### WHAT IS BEING ASKED
For every entry that follows, return an identical copy.

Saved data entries
::::::::::
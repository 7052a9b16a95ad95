// HTTP API Error Types
use axum::{http::StatusCode, response::IntoResponse, Json};
use serde_json::{json, Value};
use std::collections::HashMap;

use crate::auth::JwtError;
use crate::database::DatabaseError;
use crate::filter::FilterError;

/// HTTP API error with appropriate status codes and client-friendly messages
#[derive(Debug)]
pub enum ApiError {
    // 400 Bad Request
    BadRequest(String),
    ValidationError {
        message: String,
        field_errors: Option<HashMap<String, String>>,
    },

    // 401 Unauthorized
    Unauthorized(String),

    // 404 Not Found
    NotFound(String),

    // 500 Internal Server Error
    InternalServerError(String),

    // 503 Service Unavailable
    ServiceUnavailable(String),
}

impl ApiError {
    pub fn status_code(&self) -> StatusCode {
        match self {
            ApiError::BadRequest(_) => StatusCode::BAD_REQUEST,
            ApiError::ValidationError { .. } => StatusCode::BAD_REQUEST,
            ApiError::Unauthorized(_) => StatusCode::UNAUTHORIZED,
            ApiError::NotFound(_) => StatusCode::NOT_FOUND,
            ApiError::InternalServerError(_) => StatusCode::INTERNAL_SERVER_ERROR,
            ApiError::ServiceUnavailable(_) => StatusCode::SERVICE_UNAVAILABLE,
        }
    }

    /// Get client-safe error message
    pub fn message(&self) -> &str {
        match self {
            ApiError::BadRequest(msg) => msg,
            ApiError::ValidationError { message, .. } => message,
            ApiError::Unauthorized(msg) => msg,
            ApiError::NotFound(msg) => msg,
            ApiError::InternalServerError(msg) => msg,
            ApiError::ServiceUnavailable(msg) => msg,
        }
    }

    pub fn error_code(&self) -> &'static str {
        match self {
            ApiError::BadRequest(_) => "BAD_REQUEST",
            ApiError::ValidationError { .. } => "VALIDATION_ERROR",
            ApiError::Unauthorized(_) => "UNAUTHORIZED",
            ApiError::NotFound(_) => "NOT_FOUND",
            ApiError::InternalServerError(_) => "INTERNAL_SERVER_ERROR",
            ApiError::ServiceUnavailable(_) => "SERVICE_UNAVAILABLE",
        }
    }

    pub fn to_json(&self) -> Value {
        let mut response = json!({
            "error": true,
            "message": self.message(),
            "code": self.error_code()
        });

        if let ApiError::ValidationError { field_errors: Some(field_errors), .. } = self {
            response["field_errors"] = json!(field_errors);
        }

        response
    }
}

impl ApiError {
    pub fn bad_request(message: impl Into<String>) -> Self {
        ApiError::BadRequest(message.into())
    }

    pub fn validation_error(
        message: impl Into<String>,
        field_errors: Option<HashMap<String, String>>,
    ) -> Self {
        ApiError::ValidationError {
            message: message.into(),
            field_errors,
        }
    }

    pub fn unauthorized(message: impl Into<String>) -> Self {
        ApiError::Unauthorized(message.into())
    }

    pub fn not_found(message: impl Into<String>) -> Self {
        ApiError::NotFound(message.into())
    }

    pub fn internal_server_error(message: impl Into<String>) -> Self {
        ApiError::InternalServerError(message.into())
    }

    pub fn service_unavailable(message: impl Into<String>) -> Self {
        ApiError::ServiceUnavailable(message.into())
    }
}

impl From<FilterError> for ApiError {
    fn from(err: FilterError) -> Self {
        // always caused by the caller's input
        ApiError::bad_request(err.to_string())
    }
}

impl From<DatabaseError> for ApiError {
    fn from(err: DatabaseError) -> Self {
        match err {
            DatabaseError::NotFound(msg) => ApiError::not_found(msg),
            DatabaseError::Duplicate(msg) => ApiError::bad_request(msg),
            DatabaseError::Filter(filter_err) => filter_err.into(),
            DatabaseError::ConfigMissing(name) => {
                tracing::error!("Missing configuration: {}", name);
                ApiError::internal_server_error("Server is misconfigured")
            }
            DatabaseError::Sqlx(sqlx::Error::PoolTimedOut) | DatabaseError::Sqlx(sqlx::Error::Io(_)) => {
                ApiError::service_unavailable("Database temporarily unavailable")
            }
            DatabaseError::Sqlx(sqlx_err) => {
                // Log the real error but return generic message
                tracing::error!("SQLx error: {}", sqlx_err);
                ApiError::internal_server_error("Database error occurred")
            }
            DatabaseError::Password(password_err) => {
                tracing::error!("Password error: {}", password_err);
                ApiError::internal_server_error("Failed to process credentials")
            }
            DatabaseError::MigrationError(msg) => {
                tracing::error!("Migration error: {}", msg);
                ApiError::service_unavailable("Service is being updated, please try again later")
            }
        }
    }
}

impl From<JwtError> for ApiError {
    fn from(err: JwtError) -> Self {
        match err {
            JwtError::InvalidToken(msg) => ApiError::unauthorized(msg),
            JwtError::TokenGeneration(_) | JwtError::InvalidSecret => {
                tracing::error!("JWT error: {}", err);
                ApiError::internal_server_error("Failed to issue token")
            }
        }
    }
}

impl std::fmt::Display for ApiError {
    fn fmt(&self, f: &mut std::fmt::Formatter<'_>) -> std::fmt::Result {
        write!(f, "{}", self.message())
    }
}

impl std::error::Error for ApiError {}

impl IntoResponse for ApiError {
    fn into_response(self) -> axum::response::Response {
        (self.status_code(), Json(self.to_json())).into_response()
    }
}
::::::::::
### RESPONSE AREA
repository 7052a9b16a95ad95
// HTTP API Error Types
use axum::{http::StatusCode, response::IntoResponse, Json};
use serde_json::{json, Value};
use std::collections::HashMap;

use crate::auth::JwtError;
use crate::database::DatabaseError;
use crate::filter::FilterError;

/// HTTP API error with appropriate status codes and client-friendly messages
#[derive(Debug)]
pub enum ApiError {
    // 400 Bad Request
    BadRequest(String),
    ValidationError {
        message: String,
        field_errors: Option<HashMap<String, String>>,
    },

    // 401 Unauthorized
    Unauthorized(String),

    // 404 Not Found
    NotFound(String),

    // 500 Internal Server Error
    InternalServerError(String),

    // 503 Service Unavailable
    ServiceUnavailable(String),
}

impl ApiError {
    pub fn status_code(&self) -> StatusCode {
        match self {
            ApiError::BadRequest(_) => StatusCode::BAD_REQUEST,
            ApiError::ValidationError { .. } => StatusCode::BAD_REQUEST,
            ApiError::Unauthorized(_) => StatusCode::UNAUTHORIZED,
            ApiError::NotFound(_) => StatusCode::NOT_FOUND,
            ApiError::InternalServerError(_) => StatusCode::INTERNAL_SERVER_ERROR,
            ApiError::ServiceUnavailable(_) => StatusCode::SERVICE_UNAVAILABLE,
        }
    }

    /// Get client-safe error message
    pub fn message(&self) -> &str {
        match self {
            ApiError::BadRequest(msg) => msg,
            ApiError::ValidationError { message, .. } => message,
            ApiError::Unauthorized(msg) => msg,
            ApiError::NotFound(msg) => msg,
            ApiError::InternalServerError(msg) => msg,
            ApiError::ServiceUnavailable(msg) => msg,
        }
    }

    pub fn error_code(&self) -> &'static str {
        match self {
            ApiError::BadRequest(_) => "BAD_REQUEST",
            ApiError::ValidationError { .. } => "VALIDATION_ERROR",
            ApiError::Unauthorized(_) => "UNAUTHORIZED",
            ApiError::NotFound(_) => "NOT_FOUND",
            ApiError::InternalServerError(_) => "INTERNAL_SERVER_ERROR",
            ApiError::ServiceUnavailable(_) => "SERVICE_UNAVAILABLE",
        }
    }

    pub fn to_json(&self) -> Value {
        let mut response = json!({
            "error": true,
            "message": self.message(),
            "code": self.error_code()
        });

        if let ApiError::ValidationError { field_errors: Some(field_errors), .. } = self {
            response["field_errors"] = json!(field_errors);
        }

        response
    }
}

impl ApiError {
    pub fn bad_request(message: impl Into<String>) -> Self {
        ApiError::BadRequest(message.into())
    }

    pub fn validation_error(
        message: impl Into<String>,
        field_errors: Option<HashMap<String, String>>,
    ) -> Self {
        ApiError::ValidationError {
            message: message.into(),
            field_errors,
        }
    }

    pub fn unauthorized(message: impl Into<String>) -> Self {
        ApiError::Unauthorized(message.into())
    }

    pub fn not_found(message: impl Into<String>) -> Self {
        ApiError::NotFound(message.into())
    }

    pub fn internal_server_error(message: impl Into<String>) -> Self {
        ApiError::InternalServerError(message.into())
    }

    pub fn service_unavailable(message: impl Into<String>) -> Self {
        ApiError::ServiceUnavailable(message.into())
    }
}

impl From<FilterError> for ApiError {
    fn from(err: FilterError) -> Self {
        // always caused by the caller's input
        ApiError::bad_request(err.to_string())
    }
}

impl From<DatabaseError> for ApiError {
    fn from(err: DatabaseError) -> Self {
        match err {
            DatabaseError::NotFound(msg) => ApiError::not_found(msg),
            DatabaseError::Duplicate(msg) => ApiError::bad_request(msg),
            DatabaseError::Filter(filter_err) => filter_err.into(),
            DatabaseError::ConfigMissing(name) => {
                tracing::error!("Missing configuration: {}", name);
                ApiError::internal_server_error("Server is misconfigured")
            }
            DatabaseError::Sqlx(sqlx::Error::PoolTimedOut) | DatabaseError::Sqlx(sqlx::Error::Io(_)) => {
                ApiError::service_unavailable("Database temporarily unavailable")
            }
            DatabaseError::Sqlx(sqlx_err) => {
                // Log the real error but return generic message
                tracing::error!("SQLx error: {}", sqlx_err);
                ApiError::internal_server_error("Database error occurred")
            }
            DatabaseError::Password(password_err) => {
                tracing::error!("Password error: {}", password_err);
                ApiError::internal_server_error("Failed to process credentials")
            }
            DatabaseError::MigrationError(msg) => {
                tracing::error!("Migration error: {}", msg);
                ApiError::service_unavailable("Service is being updated, please try again later")
            }
        }
    }
}

impl From<JwtError> for ApiError {
    fn from(err: JwtError) -> Self {
        match err {
            JwtError::InvalidToken(msg) => ApiError::unauthorized(msg),
            JwtError::TokenGeneration(_) | JwtError::InvalidSecret => {
                tracing::error!("JWT error: {}", err);
                ApiError::internal_server_error("Failed to issue token")
            }
        }
    }
}

impl std::fmt::Display for ApiError {
    fn fmt(&self, f: &mut std::fmt::Formatter<'_>) -> std::fmt::Result {
        write!(f, "{}", self.message())
    }
}

impl std::error::Error for ApiError {}

impl IntoResponse for ApiError {
    fn into_response(self) -> axum::response::Response {
        (self.status_code(), Json(self.to_json())).into_response()
    }
}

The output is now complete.